### Activity
Once the line containing "the authentication provider" is found in the entries below, restate it and each following line word for word, stopping after the line containing "denotes a malformed".

(Stored items)
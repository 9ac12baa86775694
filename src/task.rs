//! To-do tasks, as stored in the `tasks` collection

use std::fmt::{Display, Formatter};

use serde::{Deserialize, Serialize};
use uuid::Uuid;
use chrono::{DateTime, Utc};

/// Identity of a signed-in user, as given by the authentication provider
pub type UserId = String;

/// The unique identifier of a task.
///
/// An empty `TaskId` denotes a malformed record (e.g. a persisted row without any `id` field)
#[derive(Clone, Debug, Default, PartialEq, Eq, Hash, PartialOrd, Ord, Serialize, Deserialize)]
#[serde(transparent)]
pub struct TaskId {
    content: String,
}

impl TaskId {
    /// Generate a random TaskId.
    pub fn random() -> Self {
        let random = Uuid::new_v4().to_hyphenated().to_string();
        Self { content: random }
    }

    pub fn as_str(&self) -> &str {
        &self.content
    }

    pub fn is_empty(&self) -> bool {
        self.content.is_empty()
    }
}

impl From<String> for TaskId {
    fn from(content: String) -> Self {
        Self { content }
    }
}
impl From<&str> for TaskId {
    fn from(content: &str) -> Self {
        Self { content: content.to_string() }
    }
}
impl Display for TaskId {
    fn fmt(&self, f: &mut Formatter<'_>) -> Result<(), std::fmt::Error> {
        write!(f, "{}", self.content)
    }
}


/// A to-do task
///
/// Field names match the columns of the backend table, so that this struct can be (de)serialized as a row.
#[derive(Clone, Debug, PartialEq, Serialize, Deserialize)]
pub struct Task {
    #[serde(default)]
    id: TaskId,
    /// The text of the task
    task: String,
    #[serde(default)]
    is_done: bool,
    /// `None` for tasks that are owned locally and have never been synced
    #[serde(default)]
    owner_id: Option<UserId>,

    /// Set by the backend. Never modified locally
    #[serde(default, skip_serializing_if = "Option::is_none")]
    created_at: Option<DateTime<Utc>>,
    /// Set by the backend. Never modified locally
    #[serde(default, skip_serializing_if = "Option::is_none")]
    updated_at: Option<DateTime<Utc>>,
}

impl Task {
    /// Create a brand new Task that is not on a server yet.
    /// This will pick a new (random) task ID.
    pub fn new(text: String, owner_id: Option<UserId>) -> Self {
        Self::new_with_parameters(TaskId::random(), text, false, owner_id, None, None)
    }

    /// Create a new Task instance, that may be synced on the server already
    pub fn new_with_parameters(id: TaskId, text: String, is_done: bool, owner_id: Option<UserId>,
                               created_at: Option<DateTime<Utc>>, updated_at: Option<DateTime<Utc>>) -> Self
    {
        Self { id, task: text, is_done, owner_id, created_at, updated_at }
    }

    pub fn id(&self) -> &TaskId                   { &self.id        }
    pub fn text(&self) -> &str                    { &self.task      }
    pub fn is_done(&self) -> bool                 { self.is_done    }
    pub fn owner_id(&self) -> Option<&str>        { self.owner_id.as_deref() }
    pub fn created_at(&self) -> Option<&DateTime<Utc>> { self.created_at.as_ref() }
    pub fn updated_at(&self) -> Option<&DateTime<Utc>> { self.updated_at.as_ref() }

    /// Whether this record can be shown and synced (i.e. it has an id)
    pub fn is_well_formed(&self) -> bool {
        self.id.is_empty() == false
    }

    /// Flip the completion flag. No other field is changed
    pub fn toggle_done(&mut self) {
        self.is_done = !self.is_done;
    }

    /// Hand this task over to `owner_id`.
    /// Malformed tasks get a fresh id, other ones keep theirs.
    pub fn reowned(mut self, owner_id: &str) -> Self {
        if self.id.is_empty() {
            self.id = TaskId::random();
        }
        self.owner_id = Some(owner_id.to_string());
        self
    }
}


#[cfg(test)]
mod tests {
    use super::*;

    #[test]
    fn new_task_is_pending_and_unowned() {
        let task = Task::new("buy milk".to_string(), None);
        assert!(task.is_well_formed());
        assert_eq!(task.text(), "buy milk");
        assert_eq!(task.is_done(), false);
        assert_eq!(task.owner_id(), None);
        assert!(task.created_at().is_none());
    }

    #[test]
    fn reowning_keeps_existing_ids() {
        let task = Task::new("walk the dog".to_string(), None);
        let id = task.id().clone();
        let reowned = task.reowned("user_1");
        assert_eq!(reowned.id(), &id);
        assert_eq!(reowned.owner_id(), Some("user_1"));
    }

    #[test]
    fn reowning_fills_missing_ids() {
        let row: Task = serde_json::from_str(r#"{"task": "no id here"}"#).unwrap();
        assert_eq!(row.is_well_formed(), false);

        let reowned = row.reowned("user_1");
        assert!(reowned.is_well_formed());
        assert_eq!(reowned.text(), "no id here");
    }

    #[test]
    fn toggling_only_flips_completion() {
        let mut task = Task::new("water plants".to_string(), Some("u".to_string()));
        let before = task.clone();
        task.toggle_done();
        assert_eq!(task.is_done(), true);
        assert_eq!(task.id(), before.id());
        assert_eq!(task.owner_id(), before.owner_id());
        task.toggle_done();
        assert_eq!(task, before);
    }

    #[test]
    fn rows_from_the_backend() {
        let row = r#"{
            "id": "0b7f4d4e-7a57-4b8a-a0a0-8b4c3f1b2b11",
            "task": "call mum",
            "is_done": true,
            "owner_id": "user_2",
            "created_at": "2024-03-01T10:00:00Z",
            "updated_at": "2024-03-02T08:30:00.123456Z"
        }"#;
        let task: Task = serde_json::from_str(row).unwrap();
        assert_eq!(task.id().as_str(), "0b7f4d4e-7a57-4b8a-a0a0-8b4c3f1b2b11");
        assert!(task.is_done());
        assert_eq!(task.owner_id(), Some("user_2"));
        assert!(task.updated_at().unwrap() > task.created_at().unwrap());
    }
}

### Response area
/// Identity of a signed-in user, as given by the authentication provider
pub type UserId = String;

/// The unique identifier of a task.
///
/// An empty `TaskId` denotes a malformed record (e.g. a persisted row without any `id` field)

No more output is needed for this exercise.